* MATERIAL PROVIDED

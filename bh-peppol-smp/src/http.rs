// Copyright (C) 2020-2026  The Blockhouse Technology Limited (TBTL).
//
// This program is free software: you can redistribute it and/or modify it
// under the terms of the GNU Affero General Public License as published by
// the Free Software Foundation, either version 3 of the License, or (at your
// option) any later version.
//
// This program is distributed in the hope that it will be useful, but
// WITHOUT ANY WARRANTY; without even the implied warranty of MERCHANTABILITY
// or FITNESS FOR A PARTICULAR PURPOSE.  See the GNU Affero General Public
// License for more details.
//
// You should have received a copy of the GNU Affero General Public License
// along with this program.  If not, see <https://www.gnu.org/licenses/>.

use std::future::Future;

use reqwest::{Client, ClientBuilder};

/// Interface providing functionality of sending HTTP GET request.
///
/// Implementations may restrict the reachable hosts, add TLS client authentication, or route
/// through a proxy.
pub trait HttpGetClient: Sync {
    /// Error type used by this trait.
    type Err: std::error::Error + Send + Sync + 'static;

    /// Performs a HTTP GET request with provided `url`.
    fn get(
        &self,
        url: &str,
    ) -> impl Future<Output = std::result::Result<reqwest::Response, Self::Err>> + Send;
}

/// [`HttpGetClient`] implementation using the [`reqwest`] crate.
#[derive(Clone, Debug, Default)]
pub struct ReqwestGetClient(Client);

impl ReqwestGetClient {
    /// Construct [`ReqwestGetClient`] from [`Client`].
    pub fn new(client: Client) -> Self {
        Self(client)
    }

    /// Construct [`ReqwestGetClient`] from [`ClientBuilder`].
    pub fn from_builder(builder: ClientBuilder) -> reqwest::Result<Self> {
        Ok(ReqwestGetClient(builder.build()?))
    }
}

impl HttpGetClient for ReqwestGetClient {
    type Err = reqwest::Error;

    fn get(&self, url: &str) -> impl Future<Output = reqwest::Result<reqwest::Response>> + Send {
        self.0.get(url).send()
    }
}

* * *

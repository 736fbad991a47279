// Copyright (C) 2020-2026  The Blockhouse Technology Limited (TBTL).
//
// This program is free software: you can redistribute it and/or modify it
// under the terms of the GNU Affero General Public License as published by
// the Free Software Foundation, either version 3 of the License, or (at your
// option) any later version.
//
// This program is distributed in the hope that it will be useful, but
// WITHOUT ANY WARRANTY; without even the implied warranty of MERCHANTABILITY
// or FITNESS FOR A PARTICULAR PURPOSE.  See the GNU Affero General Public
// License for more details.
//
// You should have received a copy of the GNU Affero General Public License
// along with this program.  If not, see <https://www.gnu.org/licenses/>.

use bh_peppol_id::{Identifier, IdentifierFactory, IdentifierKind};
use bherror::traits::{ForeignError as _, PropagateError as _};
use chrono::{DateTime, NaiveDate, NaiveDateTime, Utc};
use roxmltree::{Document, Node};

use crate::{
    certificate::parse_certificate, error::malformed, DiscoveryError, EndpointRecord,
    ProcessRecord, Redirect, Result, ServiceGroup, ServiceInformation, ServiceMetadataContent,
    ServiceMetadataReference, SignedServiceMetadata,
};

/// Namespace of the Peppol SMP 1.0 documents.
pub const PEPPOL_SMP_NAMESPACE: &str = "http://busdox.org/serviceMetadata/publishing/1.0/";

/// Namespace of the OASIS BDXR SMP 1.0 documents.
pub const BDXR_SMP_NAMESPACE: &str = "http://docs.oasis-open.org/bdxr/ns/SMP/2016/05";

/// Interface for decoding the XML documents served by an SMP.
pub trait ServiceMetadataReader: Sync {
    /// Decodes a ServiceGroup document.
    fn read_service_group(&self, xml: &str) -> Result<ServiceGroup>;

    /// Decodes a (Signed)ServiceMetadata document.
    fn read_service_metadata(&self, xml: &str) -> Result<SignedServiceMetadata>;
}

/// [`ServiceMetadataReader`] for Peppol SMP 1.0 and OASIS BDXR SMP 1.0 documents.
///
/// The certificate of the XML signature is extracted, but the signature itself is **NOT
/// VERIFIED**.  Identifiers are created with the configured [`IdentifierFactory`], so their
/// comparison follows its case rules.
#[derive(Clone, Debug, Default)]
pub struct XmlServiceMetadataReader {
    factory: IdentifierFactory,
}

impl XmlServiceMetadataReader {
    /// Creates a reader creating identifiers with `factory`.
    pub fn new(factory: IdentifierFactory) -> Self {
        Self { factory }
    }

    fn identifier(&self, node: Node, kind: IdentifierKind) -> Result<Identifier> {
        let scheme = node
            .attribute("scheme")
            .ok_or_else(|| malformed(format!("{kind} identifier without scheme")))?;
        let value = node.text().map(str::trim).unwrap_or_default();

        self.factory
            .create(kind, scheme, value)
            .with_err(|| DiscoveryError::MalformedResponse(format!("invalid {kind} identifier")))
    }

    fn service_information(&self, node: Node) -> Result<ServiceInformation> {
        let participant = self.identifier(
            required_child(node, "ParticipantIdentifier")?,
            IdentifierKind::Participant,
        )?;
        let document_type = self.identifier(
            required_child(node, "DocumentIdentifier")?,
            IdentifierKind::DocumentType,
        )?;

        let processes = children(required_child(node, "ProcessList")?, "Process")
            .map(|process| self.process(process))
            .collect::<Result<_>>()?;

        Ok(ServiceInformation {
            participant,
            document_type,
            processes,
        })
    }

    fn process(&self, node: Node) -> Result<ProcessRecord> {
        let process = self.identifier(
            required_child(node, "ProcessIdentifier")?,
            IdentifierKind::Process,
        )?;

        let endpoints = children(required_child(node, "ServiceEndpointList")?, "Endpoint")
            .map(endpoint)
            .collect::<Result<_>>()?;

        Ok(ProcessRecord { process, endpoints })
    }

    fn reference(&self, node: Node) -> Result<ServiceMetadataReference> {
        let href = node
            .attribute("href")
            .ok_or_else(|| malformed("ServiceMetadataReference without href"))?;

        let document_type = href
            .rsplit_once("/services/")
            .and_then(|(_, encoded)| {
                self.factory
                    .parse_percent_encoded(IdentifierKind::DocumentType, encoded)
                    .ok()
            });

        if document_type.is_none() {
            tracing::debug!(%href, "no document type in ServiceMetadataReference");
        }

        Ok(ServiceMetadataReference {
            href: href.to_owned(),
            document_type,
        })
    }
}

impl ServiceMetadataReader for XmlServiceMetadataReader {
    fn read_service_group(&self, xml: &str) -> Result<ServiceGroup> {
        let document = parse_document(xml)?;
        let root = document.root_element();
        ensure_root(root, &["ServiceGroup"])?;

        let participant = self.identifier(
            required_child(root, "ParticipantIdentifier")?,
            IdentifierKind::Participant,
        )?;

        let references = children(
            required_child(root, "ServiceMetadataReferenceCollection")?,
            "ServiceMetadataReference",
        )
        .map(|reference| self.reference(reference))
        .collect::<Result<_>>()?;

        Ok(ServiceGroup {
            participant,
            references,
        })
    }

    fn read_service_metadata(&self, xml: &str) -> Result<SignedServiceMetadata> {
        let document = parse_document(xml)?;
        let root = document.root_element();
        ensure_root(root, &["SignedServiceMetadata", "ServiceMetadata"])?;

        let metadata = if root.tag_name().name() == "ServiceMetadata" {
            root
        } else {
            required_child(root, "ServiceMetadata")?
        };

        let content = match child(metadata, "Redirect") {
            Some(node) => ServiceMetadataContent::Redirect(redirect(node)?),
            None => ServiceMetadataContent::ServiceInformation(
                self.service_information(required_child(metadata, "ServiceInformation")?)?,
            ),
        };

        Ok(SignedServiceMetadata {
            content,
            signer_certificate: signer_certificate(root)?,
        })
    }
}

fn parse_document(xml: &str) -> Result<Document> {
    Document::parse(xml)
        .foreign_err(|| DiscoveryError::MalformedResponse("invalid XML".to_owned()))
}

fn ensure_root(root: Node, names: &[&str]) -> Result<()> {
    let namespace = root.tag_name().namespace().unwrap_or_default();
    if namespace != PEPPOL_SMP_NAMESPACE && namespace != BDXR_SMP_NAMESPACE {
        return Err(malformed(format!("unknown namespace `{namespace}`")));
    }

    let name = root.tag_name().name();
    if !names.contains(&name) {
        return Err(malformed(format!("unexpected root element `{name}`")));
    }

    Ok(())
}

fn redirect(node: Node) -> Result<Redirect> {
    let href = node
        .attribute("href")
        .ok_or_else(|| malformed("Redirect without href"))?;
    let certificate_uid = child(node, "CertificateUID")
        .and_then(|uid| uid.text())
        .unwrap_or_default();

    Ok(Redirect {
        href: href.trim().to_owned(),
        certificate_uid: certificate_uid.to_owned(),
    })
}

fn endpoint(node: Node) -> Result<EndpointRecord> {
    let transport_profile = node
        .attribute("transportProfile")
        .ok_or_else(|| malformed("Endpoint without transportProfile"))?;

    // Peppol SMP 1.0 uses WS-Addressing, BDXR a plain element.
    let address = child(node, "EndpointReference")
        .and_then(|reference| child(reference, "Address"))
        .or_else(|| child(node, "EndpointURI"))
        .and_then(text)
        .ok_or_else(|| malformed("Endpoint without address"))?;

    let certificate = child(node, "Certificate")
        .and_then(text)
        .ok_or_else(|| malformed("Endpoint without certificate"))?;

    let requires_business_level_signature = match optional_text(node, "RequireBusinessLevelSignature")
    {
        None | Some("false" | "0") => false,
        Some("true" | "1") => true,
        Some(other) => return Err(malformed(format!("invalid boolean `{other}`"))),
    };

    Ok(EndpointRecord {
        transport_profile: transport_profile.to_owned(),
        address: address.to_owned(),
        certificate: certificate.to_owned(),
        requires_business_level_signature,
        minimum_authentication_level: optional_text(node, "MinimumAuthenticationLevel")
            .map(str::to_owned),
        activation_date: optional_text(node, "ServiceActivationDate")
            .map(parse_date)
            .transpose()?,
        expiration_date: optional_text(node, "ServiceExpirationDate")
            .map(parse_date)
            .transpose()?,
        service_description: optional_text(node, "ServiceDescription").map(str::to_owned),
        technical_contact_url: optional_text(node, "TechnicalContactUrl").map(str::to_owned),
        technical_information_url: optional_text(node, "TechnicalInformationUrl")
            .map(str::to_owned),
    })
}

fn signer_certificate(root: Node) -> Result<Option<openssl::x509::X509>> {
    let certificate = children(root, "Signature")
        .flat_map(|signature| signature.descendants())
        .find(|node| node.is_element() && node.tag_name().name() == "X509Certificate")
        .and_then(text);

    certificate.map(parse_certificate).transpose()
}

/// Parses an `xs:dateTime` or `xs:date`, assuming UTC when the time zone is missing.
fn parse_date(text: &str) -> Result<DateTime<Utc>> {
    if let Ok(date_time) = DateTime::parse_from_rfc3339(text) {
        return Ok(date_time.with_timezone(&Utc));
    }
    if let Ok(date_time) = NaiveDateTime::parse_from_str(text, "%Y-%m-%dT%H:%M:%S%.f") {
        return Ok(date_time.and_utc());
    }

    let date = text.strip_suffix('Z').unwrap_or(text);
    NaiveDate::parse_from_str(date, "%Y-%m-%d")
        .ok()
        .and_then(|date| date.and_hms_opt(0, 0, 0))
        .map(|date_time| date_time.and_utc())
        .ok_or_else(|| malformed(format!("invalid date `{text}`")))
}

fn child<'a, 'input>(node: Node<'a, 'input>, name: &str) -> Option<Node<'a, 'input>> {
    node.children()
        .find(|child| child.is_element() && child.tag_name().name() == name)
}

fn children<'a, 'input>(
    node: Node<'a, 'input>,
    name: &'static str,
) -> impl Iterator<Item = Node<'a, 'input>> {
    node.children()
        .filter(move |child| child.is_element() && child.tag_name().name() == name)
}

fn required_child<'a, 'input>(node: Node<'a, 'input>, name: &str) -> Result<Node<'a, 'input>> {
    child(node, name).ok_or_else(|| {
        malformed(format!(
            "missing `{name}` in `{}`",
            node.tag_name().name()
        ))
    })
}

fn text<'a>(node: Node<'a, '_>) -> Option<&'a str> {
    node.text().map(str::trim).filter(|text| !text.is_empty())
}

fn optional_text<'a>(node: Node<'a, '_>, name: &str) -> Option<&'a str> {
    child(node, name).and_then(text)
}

==

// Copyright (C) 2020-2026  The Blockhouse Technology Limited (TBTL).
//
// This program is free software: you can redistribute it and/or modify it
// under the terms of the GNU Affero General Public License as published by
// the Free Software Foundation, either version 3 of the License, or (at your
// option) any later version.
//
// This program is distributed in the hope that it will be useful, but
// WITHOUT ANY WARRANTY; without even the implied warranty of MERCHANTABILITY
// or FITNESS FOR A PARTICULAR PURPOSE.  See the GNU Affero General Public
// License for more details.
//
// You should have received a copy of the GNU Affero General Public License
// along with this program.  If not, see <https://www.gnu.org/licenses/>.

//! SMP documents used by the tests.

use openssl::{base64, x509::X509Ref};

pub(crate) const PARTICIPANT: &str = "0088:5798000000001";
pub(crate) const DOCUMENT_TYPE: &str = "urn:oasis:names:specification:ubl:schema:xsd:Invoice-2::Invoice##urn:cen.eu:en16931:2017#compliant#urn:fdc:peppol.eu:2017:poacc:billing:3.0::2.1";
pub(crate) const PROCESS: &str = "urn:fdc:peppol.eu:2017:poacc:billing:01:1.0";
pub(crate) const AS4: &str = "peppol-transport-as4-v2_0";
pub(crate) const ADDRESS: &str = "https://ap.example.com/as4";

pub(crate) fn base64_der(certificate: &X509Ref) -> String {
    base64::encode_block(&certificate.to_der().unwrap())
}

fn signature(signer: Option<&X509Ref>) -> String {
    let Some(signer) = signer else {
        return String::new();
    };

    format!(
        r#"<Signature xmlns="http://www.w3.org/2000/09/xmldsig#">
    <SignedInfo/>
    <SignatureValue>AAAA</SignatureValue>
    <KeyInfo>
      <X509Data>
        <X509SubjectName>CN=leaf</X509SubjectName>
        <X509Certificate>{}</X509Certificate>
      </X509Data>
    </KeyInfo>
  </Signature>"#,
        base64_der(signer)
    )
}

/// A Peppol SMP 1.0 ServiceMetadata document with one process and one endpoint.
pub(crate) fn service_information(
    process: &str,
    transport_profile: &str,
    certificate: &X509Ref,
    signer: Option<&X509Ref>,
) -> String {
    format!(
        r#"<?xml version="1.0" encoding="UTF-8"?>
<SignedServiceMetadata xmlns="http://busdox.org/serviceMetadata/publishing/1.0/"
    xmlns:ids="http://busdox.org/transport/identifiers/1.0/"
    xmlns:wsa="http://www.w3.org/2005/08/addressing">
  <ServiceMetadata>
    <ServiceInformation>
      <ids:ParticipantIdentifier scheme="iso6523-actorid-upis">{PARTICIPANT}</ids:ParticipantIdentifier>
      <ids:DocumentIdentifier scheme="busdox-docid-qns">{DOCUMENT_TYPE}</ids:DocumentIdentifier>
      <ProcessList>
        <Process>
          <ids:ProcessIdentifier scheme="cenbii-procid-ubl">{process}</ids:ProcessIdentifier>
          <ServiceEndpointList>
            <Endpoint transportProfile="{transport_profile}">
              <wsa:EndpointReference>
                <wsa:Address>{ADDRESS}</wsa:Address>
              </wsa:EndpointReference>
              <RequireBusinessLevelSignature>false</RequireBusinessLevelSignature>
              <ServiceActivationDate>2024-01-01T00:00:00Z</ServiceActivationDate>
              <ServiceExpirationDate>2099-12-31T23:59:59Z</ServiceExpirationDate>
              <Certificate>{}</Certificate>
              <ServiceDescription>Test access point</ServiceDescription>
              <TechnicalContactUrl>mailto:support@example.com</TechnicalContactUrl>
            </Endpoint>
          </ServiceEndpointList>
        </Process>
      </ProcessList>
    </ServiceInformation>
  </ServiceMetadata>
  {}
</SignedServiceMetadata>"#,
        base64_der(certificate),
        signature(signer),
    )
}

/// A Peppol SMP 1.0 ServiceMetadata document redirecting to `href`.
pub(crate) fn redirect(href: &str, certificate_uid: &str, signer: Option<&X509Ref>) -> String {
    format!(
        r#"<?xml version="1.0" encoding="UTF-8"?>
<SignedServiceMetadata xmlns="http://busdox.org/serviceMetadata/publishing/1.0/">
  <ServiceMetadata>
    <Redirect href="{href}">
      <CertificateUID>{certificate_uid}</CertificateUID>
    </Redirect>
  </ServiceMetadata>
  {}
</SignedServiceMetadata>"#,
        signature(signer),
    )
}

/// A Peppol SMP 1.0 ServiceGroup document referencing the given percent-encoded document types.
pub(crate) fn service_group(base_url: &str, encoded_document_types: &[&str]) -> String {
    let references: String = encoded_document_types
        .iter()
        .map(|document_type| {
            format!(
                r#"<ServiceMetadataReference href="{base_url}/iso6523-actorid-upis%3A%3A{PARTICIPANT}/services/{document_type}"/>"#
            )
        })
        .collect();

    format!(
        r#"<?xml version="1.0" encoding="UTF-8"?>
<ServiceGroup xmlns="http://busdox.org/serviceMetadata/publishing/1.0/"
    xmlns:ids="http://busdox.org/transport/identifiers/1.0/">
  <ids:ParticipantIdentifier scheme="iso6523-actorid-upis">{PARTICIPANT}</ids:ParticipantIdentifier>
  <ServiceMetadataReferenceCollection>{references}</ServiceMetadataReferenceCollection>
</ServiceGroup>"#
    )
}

* REQUIREMENT
The expected answer is an exact copy of the lines above, beginning at the line with "filename bh-peppol-smp/src/http.rs" and ending at the line with "type Err: std::error::Error", with both ends in.

* YOUR SOLUTION
filename bh-peppol-smp/src/http.rs
// Copyright (C) 2020-2026  The Blockhouse Technology Limited (TBTL).
//
// This program is free software: you can redistribute it and/or modify it
// under the terms of the GNU Affero General Public License as published by
// the Free Software Foundation, either version 3 of the License, or (at your
// option) any later version.
//
// This program is distributed in the hope that it will be useful, but
// WITHOUT ANY WARRANTY; without even the implied warranty of MERCHANTABILITY
// or FITNESS FOR A PARTICULAR PURPOSE.  See the GNU Affero General Public
// License for more details.
//
// You should have received a copy of the GNU Affero General Public License
// along with this program.  If not, see <https://www.gnu.org/licenses/>.

use std::future::Future;

use reqwest::{Client, ClientBuilder};

/// Interface providing functionality of sending HTTP GET request.
///
/// Implementations may restrict the reachable hosts, add TLS client authentication, or route
/// through a proxy.
pub trait HttpGetClient: Sync {
    /// Error type used by this trait.
    type Err: std::error::Error + Send + Sync + 'static;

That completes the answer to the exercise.